DESCRIPTION OF THE TASK -> The required result is the number of lines below that hold the word "ForkResult", stated without anything else.

MATERIALS PROVIDED ->
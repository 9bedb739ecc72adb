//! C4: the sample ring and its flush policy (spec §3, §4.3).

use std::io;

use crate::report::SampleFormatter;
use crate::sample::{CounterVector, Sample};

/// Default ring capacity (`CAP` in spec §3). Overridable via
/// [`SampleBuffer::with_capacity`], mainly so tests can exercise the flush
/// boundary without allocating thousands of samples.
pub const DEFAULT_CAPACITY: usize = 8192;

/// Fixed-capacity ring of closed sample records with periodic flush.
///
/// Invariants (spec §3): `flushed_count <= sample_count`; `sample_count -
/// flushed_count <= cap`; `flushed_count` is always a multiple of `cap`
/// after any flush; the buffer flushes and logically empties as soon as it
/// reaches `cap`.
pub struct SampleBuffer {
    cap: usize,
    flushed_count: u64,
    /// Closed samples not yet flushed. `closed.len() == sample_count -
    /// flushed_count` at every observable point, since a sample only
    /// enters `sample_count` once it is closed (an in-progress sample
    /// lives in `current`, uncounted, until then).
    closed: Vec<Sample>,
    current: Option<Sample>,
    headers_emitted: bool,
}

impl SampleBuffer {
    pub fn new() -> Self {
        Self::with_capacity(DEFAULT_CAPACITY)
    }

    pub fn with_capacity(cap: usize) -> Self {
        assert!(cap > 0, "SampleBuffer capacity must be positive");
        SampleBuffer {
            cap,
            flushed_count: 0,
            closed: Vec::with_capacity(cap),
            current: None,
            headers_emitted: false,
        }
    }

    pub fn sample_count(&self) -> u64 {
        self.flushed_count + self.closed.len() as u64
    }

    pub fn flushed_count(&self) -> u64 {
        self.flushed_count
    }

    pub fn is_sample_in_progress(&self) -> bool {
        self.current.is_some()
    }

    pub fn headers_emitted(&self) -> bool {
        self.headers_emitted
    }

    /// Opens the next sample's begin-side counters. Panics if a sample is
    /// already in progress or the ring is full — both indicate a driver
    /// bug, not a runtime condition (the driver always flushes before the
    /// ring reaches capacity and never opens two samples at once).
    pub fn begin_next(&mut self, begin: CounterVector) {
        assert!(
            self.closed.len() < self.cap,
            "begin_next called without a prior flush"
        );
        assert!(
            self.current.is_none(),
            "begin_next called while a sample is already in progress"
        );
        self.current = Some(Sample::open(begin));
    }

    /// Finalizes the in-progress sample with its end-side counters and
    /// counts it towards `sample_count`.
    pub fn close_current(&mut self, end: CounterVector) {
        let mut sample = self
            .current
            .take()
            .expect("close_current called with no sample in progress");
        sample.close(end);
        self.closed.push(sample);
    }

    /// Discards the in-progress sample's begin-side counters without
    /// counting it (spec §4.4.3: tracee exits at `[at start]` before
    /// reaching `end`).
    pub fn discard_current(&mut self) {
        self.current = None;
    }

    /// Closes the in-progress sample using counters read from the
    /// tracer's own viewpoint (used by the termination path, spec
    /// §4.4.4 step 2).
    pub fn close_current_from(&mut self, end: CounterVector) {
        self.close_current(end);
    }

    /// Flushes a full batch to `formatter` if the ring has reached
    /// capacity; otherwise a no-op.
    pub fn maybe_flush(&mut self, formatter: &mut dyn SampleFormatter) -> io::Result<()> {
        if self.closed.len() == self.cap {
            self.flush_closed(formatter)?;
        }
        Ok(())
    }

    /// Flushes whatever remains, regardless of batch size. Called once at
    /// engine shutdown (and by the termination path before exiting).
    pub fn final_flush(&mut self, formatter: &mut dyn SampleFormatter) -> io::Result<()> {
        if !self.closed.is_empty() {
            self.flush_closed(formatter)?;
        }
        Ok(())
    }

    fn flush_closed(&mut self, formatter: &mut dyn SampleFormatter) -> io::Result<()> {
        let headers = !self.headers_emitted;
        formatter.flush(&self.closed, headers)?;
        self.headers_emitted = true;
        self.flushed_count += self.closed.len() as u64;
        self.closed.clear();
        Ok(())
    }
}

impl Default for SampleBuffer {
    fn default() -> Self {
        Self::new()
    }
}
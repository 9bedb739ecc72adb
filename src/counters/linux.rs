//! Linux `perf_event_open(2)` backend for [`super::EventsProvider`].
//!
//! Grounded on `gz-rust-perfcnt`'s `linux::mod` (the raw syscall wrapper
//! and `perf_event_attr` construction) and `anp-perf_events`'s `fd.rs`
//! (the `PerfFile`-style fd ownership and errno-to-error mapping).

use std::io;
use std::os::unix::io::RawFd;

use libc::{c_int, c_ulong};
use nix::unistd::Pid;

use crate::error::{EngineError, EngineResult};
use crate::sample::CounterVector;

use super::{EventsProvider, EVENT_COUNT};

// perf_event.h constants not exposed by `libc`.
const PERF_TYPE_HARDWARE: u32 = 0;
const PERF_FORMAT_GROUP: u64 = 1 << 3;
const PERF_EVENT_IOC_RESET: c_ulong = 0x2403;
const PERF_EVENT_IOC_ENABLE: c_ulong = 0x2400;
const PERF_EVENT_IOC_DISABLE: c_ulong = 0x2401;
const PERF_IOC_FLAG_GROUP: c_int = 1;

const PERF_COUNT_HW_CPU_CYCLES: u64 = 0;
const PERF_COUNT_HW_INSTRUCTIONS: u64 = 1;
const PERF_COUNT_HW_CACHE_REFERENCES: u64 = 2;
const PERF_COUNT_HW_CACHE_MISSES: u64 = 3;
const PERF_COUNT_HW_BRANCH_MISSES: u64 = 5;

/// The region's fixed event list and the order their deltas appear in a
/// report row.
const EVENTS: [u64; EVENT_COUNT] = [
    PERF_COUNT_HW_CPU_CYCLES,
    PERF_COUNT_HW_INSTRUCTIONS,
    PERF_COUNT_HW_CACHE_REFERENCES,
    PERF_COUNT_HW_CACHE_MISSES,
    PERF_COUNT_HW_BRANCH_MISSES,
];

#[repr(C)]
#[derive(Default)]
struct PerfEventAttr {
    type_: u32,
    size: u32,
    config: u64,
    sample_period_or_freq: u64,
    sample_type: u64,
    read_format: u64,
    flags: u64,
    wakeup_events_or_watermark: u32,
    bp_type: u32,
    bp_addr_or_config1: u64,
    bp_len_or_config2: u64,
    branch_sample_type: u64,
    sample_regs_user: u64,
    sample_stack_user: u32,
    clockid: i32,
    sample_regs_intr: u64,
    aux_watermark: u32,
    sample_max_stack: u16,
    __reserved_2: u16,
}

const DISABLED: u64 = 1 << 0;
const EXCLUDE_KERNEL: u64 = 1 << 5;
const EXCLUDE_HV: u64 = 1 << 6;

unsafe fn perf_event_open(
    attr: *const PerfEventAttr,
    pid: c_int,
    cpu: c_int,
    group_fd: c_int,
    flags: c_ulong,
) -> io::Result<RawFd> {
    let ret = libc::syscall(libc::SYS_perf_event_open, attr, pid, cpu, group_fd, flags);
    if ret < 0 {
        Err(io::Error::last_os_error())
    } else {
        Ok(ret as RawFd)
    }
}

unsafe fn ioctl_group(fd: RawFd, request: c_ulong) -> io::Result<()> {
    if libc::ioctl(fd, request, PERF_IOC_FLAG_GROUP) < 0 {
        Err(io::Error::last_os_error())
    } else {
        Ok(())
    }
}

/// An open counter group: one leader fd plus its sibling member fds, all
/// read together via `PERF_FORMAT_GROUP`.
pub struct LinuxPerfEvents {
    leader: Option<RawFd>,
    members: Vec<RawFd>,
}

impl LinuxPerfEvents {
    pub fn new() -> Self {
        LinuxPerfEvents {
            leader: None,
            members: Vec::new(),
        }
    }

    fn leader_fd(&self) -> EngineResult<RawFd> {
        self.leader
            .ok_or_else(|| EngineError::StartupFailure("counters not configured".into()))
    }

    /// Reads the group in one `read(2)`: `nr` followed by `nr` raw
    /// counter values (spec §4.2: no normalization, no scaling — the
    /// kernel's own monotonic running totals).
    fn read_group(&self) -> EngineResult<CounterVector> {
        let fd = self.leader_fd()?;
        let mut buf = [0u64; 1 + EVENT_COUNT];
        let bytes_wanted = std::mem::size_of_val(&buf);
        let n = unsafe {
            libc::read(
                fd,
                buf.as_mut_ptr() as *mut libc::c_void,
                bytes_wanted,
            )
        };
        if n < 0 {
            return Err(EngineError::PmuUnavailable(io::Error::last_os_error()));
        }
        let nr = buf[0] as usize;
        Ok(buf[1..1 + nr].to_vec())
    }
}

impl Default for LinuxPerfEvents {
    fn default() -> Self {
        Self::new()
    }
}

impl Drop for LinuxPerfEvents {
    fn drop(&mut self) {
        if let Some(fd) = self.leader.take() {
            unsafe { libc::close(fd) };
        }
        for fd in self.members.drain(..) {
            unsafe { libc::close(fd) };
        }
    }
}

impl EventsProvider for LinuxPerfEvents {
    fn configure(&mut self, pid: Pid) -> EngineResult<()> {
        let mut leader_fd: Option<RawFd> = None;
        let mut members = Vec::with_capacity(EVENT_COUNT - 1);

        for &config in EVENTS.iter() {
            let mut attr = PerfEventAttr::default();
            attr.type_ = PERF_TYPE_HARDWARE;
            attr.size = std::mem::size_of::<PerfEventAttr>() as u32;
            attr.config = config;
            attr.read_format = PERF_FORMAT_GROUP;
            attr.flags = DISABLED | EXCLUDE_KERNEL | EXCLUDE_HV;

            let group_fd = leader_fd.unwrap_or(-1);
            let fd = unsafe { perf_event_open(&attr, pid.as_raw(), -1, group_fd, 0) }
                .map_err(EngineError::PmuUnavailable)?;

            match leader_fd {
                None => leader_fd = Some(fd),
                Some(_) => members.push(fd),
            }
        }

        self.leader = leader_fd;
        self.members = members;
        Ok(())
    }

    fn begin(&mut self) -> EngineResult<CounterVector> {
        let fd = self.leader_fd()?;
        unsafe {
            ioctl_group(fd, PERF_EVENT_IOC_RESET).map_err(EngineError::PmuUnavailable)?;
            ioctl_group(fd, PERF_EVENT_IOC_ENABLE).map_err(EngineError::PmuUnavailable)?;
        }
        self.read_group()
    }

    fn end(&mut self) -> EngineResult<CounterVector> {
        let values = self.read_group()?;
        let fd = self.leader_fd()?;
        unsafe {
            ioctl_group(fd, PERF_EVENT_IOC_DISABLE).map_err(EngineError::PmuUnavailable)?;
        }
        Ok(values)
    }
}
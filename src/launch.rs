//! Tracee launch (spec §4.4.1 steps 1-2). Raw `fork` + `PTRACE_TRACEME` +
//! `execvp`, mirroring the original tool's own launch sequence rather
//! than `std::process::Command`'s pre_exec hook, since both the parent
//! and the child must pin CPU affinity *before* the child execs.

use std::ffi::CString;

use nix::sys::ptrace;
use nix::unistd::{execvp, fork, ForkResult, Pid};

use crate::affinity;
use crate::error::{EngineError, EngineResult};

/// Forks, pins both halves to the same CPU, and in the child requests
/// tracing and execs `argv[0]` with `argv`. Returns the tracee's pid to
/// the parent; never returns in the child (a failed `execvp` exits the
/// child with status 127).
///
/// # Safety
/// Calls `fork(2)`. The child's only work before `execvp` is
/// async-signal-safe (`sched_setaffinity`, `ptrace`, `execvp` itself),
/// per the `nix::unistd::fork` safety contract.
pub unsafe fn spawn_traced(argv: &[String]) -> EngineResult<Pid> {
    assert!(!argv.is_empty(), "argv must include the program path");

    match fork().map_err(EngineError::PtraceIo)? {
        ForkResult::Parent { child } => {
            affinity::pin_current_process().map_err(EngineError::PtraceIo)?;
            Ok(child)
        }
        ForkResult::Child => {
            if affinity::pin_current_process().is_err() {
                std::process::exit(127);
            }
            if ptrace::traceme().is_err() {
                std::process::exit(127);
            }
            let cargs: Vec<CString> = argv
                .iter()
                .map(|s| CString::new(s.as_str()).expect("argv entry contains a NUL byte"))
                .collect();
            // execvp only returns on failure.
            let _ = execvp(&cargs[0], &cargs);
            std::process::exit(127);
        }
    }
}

FINISHED TASK -> 3